Contrairement à ce que l’on peut croire, les lignes à grandes vitesses (à trains pouvant rouler à plus de 200 KM/h) ne sont pas aussi répandues dans le monde. Le Japon a été pionnier dans le domaine avec son fameux Shinkansen à la fin des années 60, et d’autres pays ont emboité le pas. On retrouve parmi cette liste le Japon, l’Allemagne, la France, l’Italie, la Chine, l’Espagne ou la Corée du Sud. Les Etats Unis n’en disposent tout simplement pas pour l’instant. Le montage de certains projets est en cours, et le débat fait rage entre favorables et hostiles aux projets.

Un petit graphique comparant le PIB par habitant de ces pays (en PPP) avec celui du Maroc, suffira à nous donner une idée sur la richesse des pays qui disposent actuellement de trains à grande vitesse.

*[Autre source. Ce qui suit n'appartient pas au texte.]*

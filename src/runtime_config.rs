// =============================================================================
// Runtime Configuration — hot-reloadable core settings with atomic save
// =============================================================================
//
// Every tunable of the decision core lives here: orchestrator gates and
// sizing bounds, merge weights, rule overrides and the remote engine table.
//
// Persistence uses an atomic tmp + rename pattern to prevent corruption on
// crash. All fields carry `#[serde(default)]` so that adding new fields
// never breaks loading an older config file.
// =============================================================================

use std::collections::BTreeMap;
use std::path::Path;

use anyhow::{Context, Result};
use serde::{Deserialize, Serialize};
use tracing::info;

use crate::fusion::MergeWeights;
use crate::routing::SignalType;
use crate::rules::RuleAdjustment;

// =============================================================================
// Default-value helpers (required by serde `default = "..."` attribute)
// =============================================================================

fn default_min_execution_strength() -> f64 {
    60.0
}

fn default_max_risk_score() -> f64 {
    70.0
}

fn default_base_recommended_size() -> f64 {
    100.0
}

fn default_min_position_size() -> f64 {
    5.0
}

fn default_max_position_size() -> f64 {
    250.0
}

fn default_cycle_interval_ms() -> u64 {
    1000
}

// =============================================================================
// OrchestratorParams
// =============================================================================

/// Gates and sizing bounds for the decision compiler.
#[derive(Debug, Clone, PartialEq, Serialize, Deserialize)]
pub struct OrchestratorParams {
    /// Merged confidence below this never executes.
    #[serde(default = "default_min_execution_strength")]
    pub min_execution_strength: f64,

    /// EXECUTE above this risk score is downgraded to SCALE.
    #[serde(default = "default_max_risk_score")]
    pub max_risk_score: f64,

    /// Size before confidence and risk scaling.
    #[serde(default = "default_base_recommended_size")]
    pub base_recommended_size: f64,

    /// Hard floor of the final size.
    #[serde(default = "default_min_position_size")]
    pub min_position_size: f64,

    /// Hard ceiling of the final size.
    #[serde(default = "default_max_position_size")]
    pub max_position_size: f64,

    /// Emit CANCEL instead of WAIT when an emergency rule (shield active,
    /// threat critical) blocks.
    #[serde(default)]
    pub cancel_on_emergency: bool,

    /// Period of the evaluation loop in the service binary.
    #[serde(default = "default_cycle_interval_ms")]
    pub cycle_interval_ms: u64,
}

impl Default for OrchestratorParams {
    fn default() -> Self {
        Self {
            min_execution_strength: default_min_execution_strength(),
            max_risk_score: default_max_risk_score(),
            base_recommended_size: default_base_recommended_size(),
            min_position_size: default_min_position_size(),
            max_position_size: default_max_position_size(),
            cancel_on_emergency: false,
            cycle_interval_ms: default_cycle_interval_ms(),
        }
    }
}

impl OrchestratorParams {
    /// Size bounds in order, tolerating a config that swapped them.
    pub fn size_bounds(&self) -> (f64, f64) {
        let lo = self.min_position_size.min(self.max_position_size).max(0.0);
        let hi = self.min_position_size.max(self.max_position_size).max(0.0);
        (lo, hi)
    }
}

// =============================================================================
// Engine endpoints
// =============================================================================

/// A remote scoring engine reachable over HTTP.
#[derive(Debug, Clone, PartialEq, Serialize, Deserialize)]
pub struct EngineEndpoint {
    pub id: String,
    pub endpoint: String,
    #[serde(default)]
    pub can_handle: Vec<SignalType>,
    #[serde(default)]
    pub response_time_ms: u64,
}

// =============================================================================
// RuntimeConfig
// =============================================================================

/// Top-level runtime configuration for the decision core.
///
/// Every field has a serde default so that older JSON files missing new fields
/// will still deserialise correctly.
#[derive(Debug, Clone, Default, Serialize, Deserialize)]
pub struct RuntimeConfig {
    /// Decision compiler gates and sizing.
    #[serde(default)]
    pub orchestrator: OrchestratorParams,

    /// Layer weights for the signal merger. Must sum to 1.0.
    #[serde(default)]
    pub merge_weights: MergeWeights,

    /// Startup adjustments applied through the rule administration API.
    /// Non-adjustable rules reject their override with a warning.
    #[serde(default)]
    pub rule_overrides: BTreeMap<String, RuleAdjustment>,

    /// Remote engines registered at startup.
    #[serde(default)]
    pub engines: Vec<EngineEndpoint>,
}

impl RuntimeConfig {
    /// Load configuration from a JSON file at `path`.
    ///
    /// If the file does not exist, returns an error so the caller can fall
    /// back to defaults with a warning.
    pub fn load(path: impl AsRef<Path>) -> Result<Self> {
        let path = path.as_ref();

        let content = std::fs::read_to_string(path)
            .with_context(|| format!("failed to read runtime config from {}", path.display()))?;

        let config: Self = serde_json::from_str(&content)
            .with_context(|| format!("failed to parse runtime config from {}", path.display()))?;

        info!(
            path = %path.display(),
            engines = config.engines.len(),
            overrides = config.rule_overrides.len(),
            "runtime config loaded"
        );

        Ok(config)
    }

    /// Persist the current configuration to `path` using an atomic write
    /// (write to `.tmp`, then rename).
    pub fn save(&self, path: impl AsRef<Path>) -> Result<()> {
        let path = path.as_ref();

        let content = serde_json::to_string_pretty(self)
            .context("failed to serialise runtime config to JSON")?;

        let tmp_path = path.with_extension("json.tmp");

        std::fs::write(&tmp_path, &content)
            .with_context(|| format!("failed to write tmp config to {}", tmp_path.display()))?;

        std::fs::rename(&tmp_path, path)
            .with_context(|| format!("failed to rename tmp config to {}", path.display()))?;

        info!(path = %path.display(), "runtime config saved (atomic)");
        Ok(())
    }
}

// =============================================================================
// Tests
// =============================================================================
#[cfg(test)]
mod tests {
    use super::*;

    #[test]
    fn default_config_has_expected_values() {
        let cfg = RuntimeConfig::default();
        assert!((cfg.orchestrator.min_execution_strength - 60.0).abs() < f64::EPSILON);
        assert!((cfg.orchestrator.max_risk_score - 70.0).abs() < f64::EPSILON);
        assert!(!cfg.orchestrator.cancel_on_emergency);
        assert!((cfg.merge_weights.strategy - 0.35).abs() < f64::EPSILON);
        assert!(cfg.engines.is_empty());
        assert!(cfg.rule_overrides.is_empty());
    }

    #[test]
    fn deserialise_empty_json_uses_defaults() {
        let cfg: RuntimeConfig = serde_json::from_str("{}").unwrap();
        assert_eq!(cfg.orchestrator, OrchestratorParams::default());
        assert_eq!(cfg.merge_weights, MergeWeights::default());
    }

    #[test]
    fn deserialise_partial_json_fills_defaults() {
        let json = r#"{
            "orchestrator": { "max_risk_score": 55 },
            "rule_overrides": { "max_spread": { "threshold": 20 } },
            "engines": [{ "id": "timing_gate", "endpoint": "http://timing:7000", "can_handle": ["BREAKOUT"] }]
        }"#;
        let cfg: RuntimeConfig = serde_json::from_str(json).unwrap();
        assert!((cfg.orchestrator.max_risk_score - 55.0).abs() < f64::EPSILON);
        assert!((cfg.orchestrator.min_execution_strength - 60.0).abs() < f64::EPSILON);
        assert_eq!(cfg.rule_overrides["max_spread"].threshold, Some(20.0));
        assert_eq!(cfg.rule_overrides["max_spread"].enabled, None);
        assert_eq!(cfg.engines[0].can_handle, vec![SignalType::Breakout]);
        assert_eq!(cfg.engines[0].response_time_ms, 0);
    }

    #[test]
    fn swapped_size_bounds_are_reordered() {
        let params = OrchestratorParams {
            min_position_size: 300.0,
            max_position_size: 10.0,
            ..Default::default()
        };
        assert_eq!(params.size_bounds(), (10.0, 300.0));
    }

    #[test]
    fn save_then_load_is_atomic_and_lossless() {
        let dir = std::env::temp_dir().join(format!("exo-cfg-{}", uuid::Uuid::new_v4()));
        std::fs::create_dir_all(&dir).unwrap();
        let path = dir.join("runtime_config.json");

        let mut cfg = RuntimeConfig::default();
        cfg.orchestrator.cancel_on_emergency = true;
        cfg.save(&path).unwrap();
        assert!(!path.with_extension("json.tmp").exists());

        let back = RuntimeConfig::load(&path).unwrap();
        assert!(back.orchestrator.cancel_on_emergency);
        std::fs::remove_dir_all(&dir).ok();
    }
}
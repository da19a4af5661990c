// =============================================================================
// Consolidator — required-engine coverage and consensus
// =============================================================================
//
// A synthesized failure still counts as "responded" for coverage; its vote
// is a rejection. Results depend only on the set of responses, never on the
// order they arrived in: required engines are walked in topology order.
// =============================================================================

use serde::Serialize;

use crate::routing::broadcaster::ResponseMap;
use crate::routing::engine::EngineId;
use crate::routing::topology::RoutingRule;

#[derive(Debug, Clone, PartialEq, Serialize)]
pub struct Consolidation {
    pub required_engines: Vec<EngineId>,
    pub responded_engines: Vec<EngineId>,
    pub missing_engines: Vec<EngineId>,
    /// Approvals among required responses.
    pub approvals: usize,
    /// Rejections among required responses.
    pub rejections: usize,
    /// Whether consensus was demanded for this signal's tier.
    pub consensus_required: bool,
    /// Majority reached among required responses. Always true when not
    /// demanded.
    pub consensus: bool,
}

impl Consolidation {
    pub fn has_missing(&self) -> bool {
        !self.missing_engines.is_empty()
    }
}

/// Minimum approvals for consensus among `n` required responses: ceil(n/2).
pub fn consensus_threshold(n: usize) -> usize {
    n.div_ceil(2)
}

pub fn consolidate(responses: &ResponseMap, rule: &RoutingRule) -> Consolidation {
    let mut responded = Vec::new();
    let mut missing = Vec::new();
    let mut approvals = 0usize;
    let mut rejections = 0usize;

    for engine in &rule.required_engines {
        match responses.get(engine) {
            Some(resp) => {
                responded.push(engine.clone());
                if resp.approved {
                    approvals += 1;
                } else {
                    rejections += 1;
                }
            }
            None => missing.push(engine.clone()),
        }
    }

    let consensus = if rule.require_consensus {
        let n = responded.len();
        n > 0 && approvals >= consensus_threshold(n)
    } else {
        true
    };

    Consolidation {
        required_engines: rule.required_engines.clone(),
        responded_engines: responded,
        missing_engines: missing,
        approvals,
        rejections,
        consensus_required: rule.require_consensus,
        consensus,
    }
}

#[cfg(test)]
mod tests {
    use super::*;
    use crate::routing::broadcaster::tests::rule_for;
    use crate::routing::engine::EngineResponse;
    use chrono::Utc;
    use std::collections::HashSet;

    fn resp(engine: &str, approved: bool) -> EngineResponse {
        EngineResponse {
            engine: EngineId::from(engine),
            approved,
            confidence: 50.0,
            reasoning: String::new(),
            processing_time_ms: 1,
            timestamp: Utc::now(),
            modifications: None,
            synthetic: false,
        }
    }

    fn map(entries: &[(&str, bool)]) -> ResponseMap {
        entries
            .iter()
            .map(|(e, a)| (EngineId::from(*e), resp(e, *a)))
            .collect()
    }

    #[test]
    fn threshold_is_ceiling_of_half() {
        assert_eq!(consensus_threshold(1), 1);
        assert_eq!(consensus_threshold(3), 2);
        assert_eq!(consensus_threshold(4), 2);
        assert_eq!(consensus_threshold(5), 3);
    }

    #[test]
    fn four_required_two_approvals_reach_consensus() {
        let rule = rule_for(&["a", "b", "c", "d"], &["a", "b", "c", "d"], 100, true);
        let two = consolidate(&map(&[("a", true), ("b", true), ("c", false), ("d", false)]), &rule);
        assert!(two.consensus);
        let one = consolidate(&map(&[("a", true), ("b", false), ("c", false), ("d", false)]), &rule);
        assert!(!one.consensus);
    }

    #[test]
    fn coverage_partitions_required_engines() {
        let rule = rule_for(&["a", "b", "c", "x"], &["a", "b", "c"], 100, false);
        let c = consolidate(&map(&[("a", true), ("c", false), ("x", true)]), &rule);

        assert_eq!(c.missing_engines, vec![EngineId::from("b")]);
        let responded: HashSet<_> = c.responded_engines.iter().cloned().collect();
        let missing: HashSet<_> = c.missing_engines.iter().cloned().collect();
        assert!(responded.is_disjoint(&missing));
        let union: HashSet<_> = responded.union(&missing).cloned().collect();
        let required: HashSet<_> = rule.required_engines.iter().cloned().collect();
        assert_eq!(union, required);
        // Optional engine x does not vote.
        assert_eq!((c.approvals, c.rejections), (1, 1));
    }

    #[test]
    fn consensus_not_demanded_is_vacuously_true() {
        let rule = rule_for(&["a"], &["a"], 100, false);
        let c = consolidate(&map(&[("a", false)]), &rule);
        assert!(c.consensus);
        assert!(!c.consensus_required);
    }
}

Où va-t-on trouver tout cet argent? L’Etat marocain mettra 5,8 milliards de DH sur la table, la France et l’UE devraient effecteur un don de 1,9 milliards, et le reste (12,3 milliards) proviendra de prêts octroyés par la France et la Banque Européenne d’Investissement. En gros, le tiers proviendra du budget de l’Etat (donc de la poche des marocains) au détriment d’autres investissements plus pertinents, et on laissera aux générations futures le soin de payer les deux tiers restants. Tout cela pour pouvoir relier Rabat à Tanger en 1h20.

Par ailleurs, l’ONCF promets un taux de rentabilité de 12,6%, soit deux fois et demi la rentabilité des TGV français! L’ONCF dit aussi s’attendre à 8 millions de voyageurs sur cette ligne, mais on oublie de nous dire l’essentiel : quel sera le prix à payer pour voyager sur le TGV marocain? Le fait de connaitre par avance le taux de rentabilité d’un projet, implique que l’on ait déjà une idée sur les prix qui devraient être appliqués. Or, cette donnée n’apparait nul part sur les communiqués officiels du projet. Il y a fort à parier que le prix est tellement élevé que l’écrasante majorité des marocains ne pourront pas se payer un voyage sur ce TGV. Et la discrétion qui entoure la question du prix de voyage ne fait que renforcer cette hypothèse. Beaucoup estiment d’ailleurs que la catégorie des marocains pouvant emprunter ce TGV, afin de gagner du temps et voyager de Casablanca à Tanger en 2h10, ont déjà les moyens de le faire en avion, et en beaucoup moins de temps!

Réaliser une infrastructure aussi lourde et à la pointe de la technologie ne pourra être que bénéfique à un pays. Mais si ce pays abrite encore 40% d’analphabète, 15% d’habitants vivant en dessous du seuil de la pauvreté, et dont l’économie dépend encore largement de la pluviométrie, un investissement de 20 milliards de DH dans un TGV est tout simplement de la dilapidation de deniers publics.

 

Cet argent aurait mieux pu servir à réaliser l’extension du réseau ferroviaire vers d’autres villes comme Agadir ou Tetouan, à améliorer la sécurité des passages à niveau voire à les supprimer, ou à acheter de nouvelles rames, plus confortables et plus rapides. Et si on tient tellement à rouler plus vite, l’ONCF aurait pu envisager d’améliorer son infrastructure ferroviaire et permettre aux trains de rouler à des vitesses allant jusqu’à 200Km/h, et ceci avec des investissements beaucoup plus raisonnables que ceux prévus pour un TGV roulant à 350 Km/h. D’ailleurs, un projet est déjà en cours pour réaliser un raccourci entre Sidi Yahya et Mechraa Bel Ksiri, permettant d’éviter de passer par Sidi Kacem, et de réduire la durée d’un trajet Rabat-Tanger d’une heure.

Pendant ce temps là, les entreprises françaises (Alstom et la SNCF entre autres…) ne nous remercieront jamais assez de participer aussi activement à la relance de leur économie. Aux dépends de la notre.